In a previous article we wrote about the increase in the number of unfair dismissal claims since the introduction of the Fair Work Act in 2009. (see "Unfair Dismissal Guide for Employers" dated May 2011). Yet again we are hearing this discussed in the media having just passed the 2 year anniversary of the introduction of the Act.
In particular it is the application of the Act to small businesses that is in the spotlight at the moment. It is our experience, and this is reflected in recent commentary, that small businesses are struggling with compliance given the number of modern awards and the sometimes daunting task of calculating the correct application of the award, particularly where there are also transition provisions that apply.
On 15 July 2011 a case came before the Federal Magistrates Court regarding the provision of payslips to a former employee of a small business. The Federal Magistrate was critical of the Fair Work Ombudsman for its "heavy handed approach" to the small business owner, and suggested instead that it would have been more appropriate to assist the employer with guidelines as to how he could establish a compliance programme. Instead of enquiring as to what systems the employer had in place and how they could be improved, the FWO took a "strict compliance" approach and proceeded to prosecution.
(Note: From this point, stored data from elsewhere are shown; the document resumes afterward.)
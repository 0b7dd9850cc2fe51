//! Code 128, simplified subset B.
//!
//! Only ASCII 32 (space) through 57 (`9`) have patterns; every other byte is
//! encoded as a space. The symbol is `Start B` + data + stop. The mod-103
//! check character is computed by [`checksum`] but is not part of the
//! encoded pattern, so existing scanned labels keep decoding the same way.

use super::SymbolPattern;

const START_B: &str = "11010010000";
const STOP: &str = "1100011101011";
const START_B_VALUE: i64 = 104;

fn pattern(byte: u8) -> Option<&'static str> {
    Some(match byte {
        b' ' => "11011001100",
        b'!' => "11001101100",
        b'"' => "11001100110",
        b'#' => "10010011000",
        b'$' => "10010001100",
        b'%' => "10001001100",
        b'&' => "10011001000",
        b'\'' => "10011000100",
        b'(' => "10001100100",
        b')' => "11001001000",
        b'*' => "11001000100",
        b'+' => "11000100100",
        b',' => "10110011100",
        b'-' => "10011011100",
        b'.' => "10011001110",
        b'/' => "10111001100",
        b'0' => "10011101100",
        b'1' => "10011100110",
        b'2' => "11001110010",
        b'3' => "11001011100",
        b'4' => "11001001110",
        b'5' => "11011100100",
        b'6' => "11001110100",
        b'7' => "11101101110",
        b'8' => "11101001100",
        b'9' => "11100101100",
        _ => return None,
    })
}

/// Encode `data` as simplified Code 128 subset B.
pub(super) fn encode(data: &str) -> SymbolPattern {
    let space = pattern(b' ').unwrap_or_default();
    let mut out = SymbolPattern::from_bits(START_B);
    for byte in data.bytes() {
        out.push_bits(pattern(byte).unwrap_or(space));
    }
    out.push_bits(STOP);
    out
}

/// The Code 128 mod-103 check value for `data` in subset B.
///
/// Computed over the raw bytes: `(104 + Σ (byte - 32) * position) mod 103`
/// with 1-based positions.
pub fn checksum(data: &str) -> u8 {
    let sum = data
        .bytes()
        .enumerate()
        .fold(START_B_VALUE, |acc, (i, b)| {
            acc + (i64::from(b) - 32) * (i as i64 + 1)
        });
    // rem_euclid keeps the result in 0..103 even for control bytes below 32.
    sum.rem_euclid(103) as u8
}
The Federal Magistrate further commented on the purpose of the legislation and reflected on the intention stated at the time of its introduction which was "to provide information and advice on Commonwealth workplace laws to …employers."
The current trend of the number of unfair dismissal claims continuing to rise each quarter, along with the cost and confusion around application of some awards, is causing many small business owners to make decisions that are not necessarily in the best interests of the business. Professor Judith Sloan, in her commentary on ABC’s The Drum, recently made the point that for some employers the loadings and penalty rates (for example in retail) become so onerous that they decide they are better off not opening on certain days rather than face the cost of doing so. In addition to this the protections provided to small business employers were recently narrowed so that the test for a small business is now an employer with fewer than 15 employees (rather than 15 effective full time employees)- meaning that casual and part time workers are also included in the head count. Sometimes it is easier – less time consuming and less time out of the business- for the employer to pay an amount of money to the disgruntled employee rather than fight the unfair dismissal claim.
The commentary in the media is consistent with our experience at BlandsLaw regarding the small business owner and their efforts to comply with the modern awards and the provisions of the Fair Work Act. Often it is not until they are contacted by the Fair Work Ombudsman that they are aware they are not compliant, despite having made efforts to be compliant. It seems that many of these businesses face the same challenges of limited resources and limited ability to interpret the legislation. There is no doubt that these businesses would benefit from some guidance and advice from the FWO where it is apparent there has not been a deliberate attempt to avoid their obligations to their employees.
The following guidelines may assist employers who are concerned about their compliance with the relevant workplace laws:
- Identify the appropriate award applicable to your employees and ensure the conditions of the award are being met.
- Check if there is a transition period that applies as this may alter some or all of the conditions .
Ensure you have a clear and complete employment contract which covers both compliance and business protection issues.
- Ensure you have clear policies and procedures with documented proof that all employees have received a copy.
- You may consider putting in place Individual Flexibility Agreements where there is agreement with the employee to pay an amount that is different to that contained in the award (provided of course it meets the BOOT test).
- If you are unsure about any of the above seek legal advice on the applicable award and arrange for an audit to be conducted to ensure you are compliant.